No difference in cumulative live birth rates between cleavage versus blastocyst transfer in patients with four or fewer zygotes: results from a retrospective study

Hum Reprod Open. 2022 Jul 22;2022(3):hoac031. doi: 10.1093/hropen/hoac031. eCollection 2022.

Abstract

Study question: Is the cumulative live birth rate (CLBR) per oocyte collection cycle (OCC) comparable after cleavage-stage or blastocyst-stage transfer in combination with supernumerary blastocyst vitrification on Day 5 (D5) in patients with four or fewer zygotes on Day 1?

Summary answer: The CLBR in a fresh blastocyst-transfer or cleavage-stage transfer policy followed by vitrification on D5 is comparable in patients with four or fewer zygotes.

What is known already: Blastocyst transfer enhances the self-selection of the embryo and shortens the time to pregnancy in patients with normal or high ovarian response. Whether these advantages are also present in patients with a low ovarian response and/or a limited number of available zygotes is a continuous debate.

Study design size duration: This was a retrospective, observational cohort study of 2359 consecutive OCCs between January 2014 and December 2018. According to a shift in transfer policy in our center, 571 OCCs had been scheduled for a fresh transfer on Day 3 (D3) and 1788 on D5. The D5 group was matched to the D3 group by propensity score (PS) matching according to multiple maternal baseline covariates. After PS matching, there were 571 OCCs in each group.

Participants/materials setting methods: OCCs scheduled for a D3 transfer (n = 571) or for a D5 transfer (n = 1788) were matched by PS matching in a 1:1 ratio accounting for potential confounding factors associated with CLBR. The model included patient characteristics, such as maternal age and cycle rank, as well as treatment characteristics such as GnRH analog regimen and ovarian response. Embryological variables included the number of zygotes and the number of 6- to 7- and 8-cell embryos on D3. The delivery outcomes of the fresh treatment cycle and the consecutive vitrified-warmed embryo transfers were analyzed up to the first live birth. The primary endpoint of this study was CLBR per OCC. Secondary outcomes were live birth rate per fresh transfer and embryo implantation rate per transferred embryo.

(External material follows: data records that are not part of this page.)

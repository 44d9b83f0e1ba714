use serde::{Deserialize, Serialize};
use uuid::Uuid;

use crate::models::{Booking, Role};
use crate::{CoreError, CoreResult};

/// Actions a caller may be allowed to perform.
#[derive(Debug, Clone, Copy, Serialize, Deserialize, PartialEq, Eq)]
#[serde(rename_all = "snake_case")]
pub enum Capability {
    BookSeat,
    ManageOwnBookings,
    ManageAnyBooking,
    ManageFlights,
    ViewSales,
}

impl Role {
    pub fn grants(&self, capability: Capability) -> bool {
        match self {
            Role::Admin => true,
            Role::Customer => matches!(
                capability,
                Capability::BookSeat | Capability::ManageOwnBookings
            ),
        }
    }
}

/// The authenticated caller as seen by the domain layer.
#[derive(Debug, Clone, PartialEq, Eq)]
pub struct Principal {
    pub user_id: Uuid,
    pub role: Role,
}

impl Principal {
    pub fn new(user_id: Uuid, role: Role) -> Self {
        Self { user_id, role }
    }

    pub fn can(&self, capability: Capability) -> bool {
        self.role.grants(capability)
    }

    pub fn require(&self, capability: Capability) -> CoreResult<()> {
        if self.can(capability) {
            Ok(())
        } else {
            Err(CoreError::Forbidden(format!("{} may not {:?}", self.role, capability)))
        }
    }

    /// Owners manage their own bookings; anyone else needs `ManageAnyBooking`.
    pub fn can_access_booking(&self, booking: &Booking) -> bool {
        if booking.user_id == self.user_id {
            return self.can(Capability::ManageOwnBookings);
        }
        self.can(Capability::ManageAnyBooking)
    }
}

#[cfg(test)]
mod tests {
    use super::*;

    #[test]
    fn test_customer_capabilities() {
        let customer = Principal::new(Uuid::new_v4(), Role::Customer);
        assert!(customer.require(Capability::BookSeat).is_ok());
        assert!(customer.require(Capability::ManageOwnBookings).is_ok());
        assert!(matches!(customer.require(Capability::ManageFlights), Err(CoreError::Forbidden(_))));
        assert!(matches!(customer.require(Capability::ViewSales), Err(CoreError::Forbidden(_))));
    }

    #[test]
    fn test_admin_holds_everything() {
        let admin = Principal::new(Uuid::new_v4(), Role::Admin);
        for cap in [
            Capability::BookSeat,
            Capability::ManageOwnBookings,
            Capability::ManageAnyBooking,
            Capability::ManageFlights,
            Capability::ViewSales,
        ] {
            assert!(admin.can(cap));
        }
    }
}
#[cfg(test)]
mod tests {
    use super::*;
    use chrono::Duration;

    fn new_flight() -> NewFlight {
        let departure = Utc::now() + Duration::days(3);
        NewFlight {
            flight_number: "SW100".to_string(),
            airline: "Skyway".to_string(),
            origin: "New York (JFK)".to_string(),
            destination: "Miami (MIA)".to_string(),
            departure_time: departure,
            arrival_time: departure + Duration::hours(3),
            price_amount: 25000,
            price_currency: None,
            seats: None,
            layout: None,
        }
    }

    #[test]
    fn test_default_layout_matches_class_bands() {
        let seats = SeatLayout::default().generate();
        assert_eq!(seats.len(), 60);
        assert_eq!(seats[0].seat_number, "1");
        assert_eq!(seats[0].seat_class, SeatClass::First);
        assert_eq!(seats[9].seat_class, SeatClass::First);
        assert_eq!(seats[10].seat_number, "11");
        assert_eq!(seats[10].seat_class, SeatClass::Business);
        assert_eq!(seats[30].seat_number, "31");
        assert_eq!(seats[30].seat_class, SeatClass::Economy);
        assert!(seats.iter().all(|s| s.is_available));
    }

    #[test]
    fn test_new_flight_uses_default_currency_and_layout() {
        let flight = new_flight().into_flight("USD").unwrap();
        assert_eq!(flight.price_currency, "USD");
        assert_eq!(flight.total_seats(), 60);
        assert_eq!(flight.available_seats(), 60);
    }

    #[test]
    fn test_new_flight_rejects_bad_input() {
        let mut same_city = new_flight();
        same_city.destination = "new york (jfk)".to_string();
        assert!(matches!(same_city.into_flight("USD"), Err(CoreError::ValidationError(_))));

        let mut backwards = new_flight();
        backwards.arrival_time = backwards.departure_time - Duration::hours(1);
        assert!(matches!(backwards.into_flight("USD"), Err(CoreError::ValidationError(_))));

        let mut free = new_flight();
        free.price_amount = 0;
        assert!(matches!(free.into_flight("USD"), Err(CoreError::ValidationError(_))));

        let mut duplicate = new_flight();
        duplicate.seats = Some(vec![
            NewSeat { seat_number: "1".to_string(), seat_class: SeatClass::Economy },
            NewSeat { seat_number: "1".to_string(), seat_class: SeatClass::Economy },
        ]);
        assert!(matches!(duplicate.into_flight("USD"), Err(CoreError::ValidationError(_))));
    }

    #[test]
    fn test_new_flight_rejects_oversized_layouts() {
        let mut overflowing = new_flight();
        overflowing.layout = Some(SeatLayout { first: u32::MAX, business: 1, economy: 0 });
        assert!(matches!(overflowing.into_flight("USD"), Err(CoreError::ValidationError(_))));

        let mut huge = new_flight();
        huge.layout = Some(SeatLayout { first: 0, business: 0, economy: 2_000_000_000 });
        assert!(matches!(huge.into_flight("USD"), Err(CoreError::ValidationError(_))));

        let mut at_cap = new_flight();
        at_cap.layout = Some(SeatLayout { first: 0, business: 0, economy: MAX_SEATS_PER_FLIGHT });
        assert_eq!(at_cap.into_flight("USD").unwrap().total_seats(), MAX_SEATS_PER_FLIGHT as usize);

        let mut long_list = new_flight();
        long_list.seats = Some(
            (1..=MAX_SEATS_PER_FLIGHT + 1)
                .map(|n| NewSeat { seat_number: n.to_string(), seat_class: SeatClass::Economy })
                .collect(),
        );
        assert!(matches!(long_list.into_flight("USD"), Err(CoreError::ValidationError(_))));

        assert_eq!(SeatLayout { first: u32::MAX, business: 1, economy: 0 }.total(), None);
    }

    #[test]
    fn test_status_parsing() {
        assert_eq!("CONFIRMED".parse::<BookingStatus>().unwrap(), BookingStatus::Confirmed);
        assert!(BookingStatus::Pending.holds_seat());
        assert!(!BookingStatus::Cancelled.holds_seat());
        assert_eq!("admin".parse::<Role>().unwrap(), Role::Admin);
    }

    #[test]
    fn test_password_hash_is_not_serialized() {
        let user = User {
            id: Uuid::new_v4(),
            name: "Jane".to_string(),
            email: "jane@example.com".to_string(),
            password_hash: "$2b$04$secret".to_string(),
            role: Role::Customer,
            created_at: Utc::now(),
        };
        let json = serde_json::to_value(&user).unwrap();
        assert!(json.get("password_hash").is_none());
        assert_eq!(json["role"], "CUSTOMER");
    }
}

Main results and the role of chance: The CLBR per OCC was comparable between the D5 and D3 groups (16.8% versus 17.7%, respectively, P = 0.600). Live birth rates per OCC did not differ between a cleavage-stage transfer and blastocyst-stage transfer policy (15.2% versus 12.4%, respectively, P = 0.160). In the D5 group, 201 cycles did not result in a blastocyst to perform an embryo transfer or cryopreservation; in the D3 group, only 59 cycles did not have an embryo transfer because of poor embryo quality (35.2% versus 10.3%, respectively; P < 0.001). A significantly higher number of fresh double embryo transfers were performed in the D3 group compared to D5 (23.8% versus 7.0%, respectively, P < 0.001).

Limitations reasons for caution: Although adjusted for important confounders in the PS matching, BMI and embryo quality of the transferred embryo(s) were not taken into account. This study is limited by its retrospective design and is a single-center study, which may limit the generalizability of our findings.

Wider implications of the findings: The CLBR in a fresh blastocyst-transfer or cleavage-stage transfer policy followed by vitrification on D5 is comparable. A fresh embryo transfer on D3 can still be considered in patients with a poor ovarian response and/or limited number of zygotes when combined with blastocyst vitrification without impacting the overall CLBR of the cycle.

Study funding/competing interests: No external funding was obtained for this study. There are no conflicts of interest to declare.

Trial registration number: This retrospective study was approved by the local ethical committee at Ghent University Hospital (B 670201731234).

Keywords: blastocyst-stage transfer; cleavage-stage transfer; cumulative live birth rate; live birth rate; poor responder; propensity score matching; vitrification.